BACKGROUNDS. Hypothyroidism is a condition in which clinical, pathophysiological and biochemical changes are found due to thyriod hormone deficiency. Hypothyroidism is associated with an increased risk of cardiovascular diseases and an impairment of microvascular function before manifest clinical signs. Our research aimed to detect potential changes in skin microvascular function in patients with hypothyroidism which may be indicative of endothelial dysfunction. We hypothesized that hypothyroidism causes alterations in skin microvascular reactivity due to a decrease in vasodilator capacity.
METHODS. Using laser Doppler flowmetry we measured skin blood flow in two representative measuring sites (volar aspect of the forearm and the finger pulp) in patients with hypothyroidism (N = 13) and healthy controls (N = 15). Skin microvascular reactivity was evaluated by inducing postocclusive reactive hyperemia obtained by a three-minute occlusion of the left brachial artery. Throughout the experiment, we measured skin temperature at the measuring sites. Simultaneously, a three-channel ECG was recorded, as well as systolic and diastolic blood pressure of aa. digitales in the fourth finger of the right hand using finapress device.
RESULTS. Baseline laser Doppler flowmetry, blood pressure of aa. digitales and heart rate were comparable between both groups. The duration of postocclusive reactive hyperemia at the finger pulp was significantly (p < 0.05) longer in the group of patients. We also noticed a trend toward an increase in area under the postocclusive reactive hyperemia curve in patients.

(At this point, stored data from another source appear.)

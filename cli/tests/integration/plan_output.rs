//! Plan/output contract tests for rangecp CLI.

#[path = "../common/mod.rs"]
mod common;

use assert_cmd::cargo::cargo_bin_cmd;
use common::TestFixture;
use predicates::prelude::*;
use serde_json::Value;

fn stdout_json(output: &[u8]) -> Value {
    serde_json::from_slice(output).unwrap()
}

#[test]
fn test_plan_human_and_no_mutation() {
    let fx = TestFixture::digits();

    cargo_bin_cmd!("rangecp")
        .arg("-from")
        .arg(&fx.src)
        .arg("-to")
        .arg(&fx.dst)
        .arg("-offset=8")
        .arg("-limit=100")
        .arg("-plan")
        .assert()
        .success()
        .stdout(predicate::str::contains("action: create"))
        .stdout(predicate::str::contains("range: [8, 10) (2 of 100 requested bytes)"));

    assert!(!fx.dst.exists(), "plan mode must not mutate filesystem");
}

#[test]
fn test_plan_json_contract() {
    let fx = TestFixture::digits();
    fx.write_destination("abc");

    let output = cargo_bin_cmd!("rangecp")
        .arg("-from")
        .arg(&fx.src)
        .arg("-to")
        .arg(&fx.dst)
        .arg("-offset=2")
        .arg("-limit=5")
        .arg("--dry-run")
        .arg("-output=json")
        .assert()
        .success()
        .get_output()
        .stdout
        .clone();

    let payload = stdout_json(&output);
    assert_eq!(payload["schema_version"], "1.0");
    assert_eq!(payload["mode"], "plan");
    assert_eq!(payload["effective_config"]["on_existing"], "append");
    assert_eq!(payload["effective_config"]["output_mode"], "json");

    let plan = &payload["plan"];
    assert_eq!(plan["source"], fx.src.display().to_string());
    assert_eq!(plan["destination"], fx.dst.display().to_string());
    assert_eq!(plan["source_len"], 10);
    assert_eq!(plan["offset"], 2);
    assert_eq!(plan["requested_limit"], 5);
    assert_eq!(plan["limit"], 5);
    assert_eq!(plan["destination_len"], 3);
    assert_eq!(plan["action"], "append");

    fx.assert_destination("abc");
}

#[test]
fn test_plan_reports_conflict_without_failing() {
    let fx = TestFixture::digits();
    fx.write_destination("abc");

    let output = cargo_bin_cmd!("rangecp")
        .arg("-from")
        .arg(&fx.src)
        .arg("-to")
        .arg(&fx.dst)
        .arg("-on-existing=error")
        .arg("-plan")
        .arg("-output")
        .arg("json")
        .assert()
        .success()
        .get_output()
        .stdout
        .clone();

    let payload = stdout_json(&output);
    assert_eq!(payload["plan"]["action"], "conflict");
    assert_eq!(payload["effective_config"]["on_existing"], "error");
}

#[test]
fn test_plan_skip_beyond_end() {
    let fx = TestFixture::digits();

    let output = cargo_bin_cmd!("rangecp")
        .arg("-from")
        .arg(&fx.src)
        .arg("-to")
        .arg(&fx.dst)
        .arg("-offset=20")
        .arg("-plan")
        .arg("-output=json")
        .assert()
        .success()
        .get_output()
        .stdout
        .clone();

    let payload = stdout_json(&output);
    assert_eq!(payload["plan"]["action"], "skip_beyond_end");
    assert_eq!(payload["plan"]["limit"], 0);
    assert!(payload["plan"]["destination_len"].is_null());
}

#[test]
fn test_execute_json_contract() {
    let fx = TestFixture::digits();

    let output = cargo_bin_cmd!("rangecp")
        .arg("-from")
        .arg(&fx.src)
        .arg("-to")
        .arg(&fx.dst)
        .arg("-offset=8")
        .arg("-limit=100")
        .arg("-output=json")
        .assert()
        .success()
        .get_output()
        .stdout
        .clone();

    // Progress lines are suppressed so stdout is a single JSON document.
    let payload = stdout_json(&output);
    assert_eq!(payload["mode"], "execute");
    assert_eq!(payload["effective_config"]["progress"], "none");

    let result = &payload["result"];
    assert_eq!(result["outcome"], "copied");
    assert_eq!(result["offset"], 8);
    assert_eq!(result["requested_limit"], 100);
    assert_eq!(result["limit"], 2);
    assert_eq!(result["bytes_copied"], 2);
    assert_eq!(result["reads"], 1);
    assert_eq!(result["source_len"], 10);

    fx.assert_destination("89");
}

#[test]
fn test_execute_json_beyond_end() {
    let fx = TestFixture::digits();

    let output = cargo_bin_cmd!("rangecp")
        .arg("-from")
        .arg(&fx.src)
        .arg("-to")
        .arg(&fx.dst)
        .arg("-offset=20")
        .arg("-output=json")
        .assert()
        .success()
        .get_output()
        .stdout
        .clone();

    let payload = stdout_json(&output);
    assert_eq!(payload["result"]["outcome"], "skipped_beyond_end");
    assert_eq!(payload["result"]["bytes_copied"], 0);
    assert!(!fx.dst.exists());
}

#[test]
fn test_execute_json_failure() {
    let fx = TestFixture::digits();
    let missing = fx.missing("missing.bin");

    let output = cargo_bin_cmd!("rangecp")
        .arg("-from")
        .arg(&missing)
        .arg("-to")
        .arg(&fx.dst)
        .arg("-output=json")
        .assert()
        .failure()
        .code(1)
        .stderr(predicate::str::contains("error[source_not_found]"))
        .get_output()
        .stdout
        .clone();

    let payload = stdout_json(&output);
    assert_eq!(payload["result"]["outcome"], "failed");
    assert_eq!(payload["result"]["error_code"], "source_not_found");
    assert_eq!(payload["result"]["source"], missing.display().to_string());
}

CONCLUSIONS. Results suggest that hypothyroidism induces hardly detectable functional changes in skin microcirculation, possibly due to altered endothelial function. Postocclusive reactive hyperemia parameters of patients indicate an increased vasodilator capacity compared to healthy subjects, which is in contrast with our hypothesis. Yet, our results speak in favour of isolated effects of elevated serum thyroid stimulating hormone.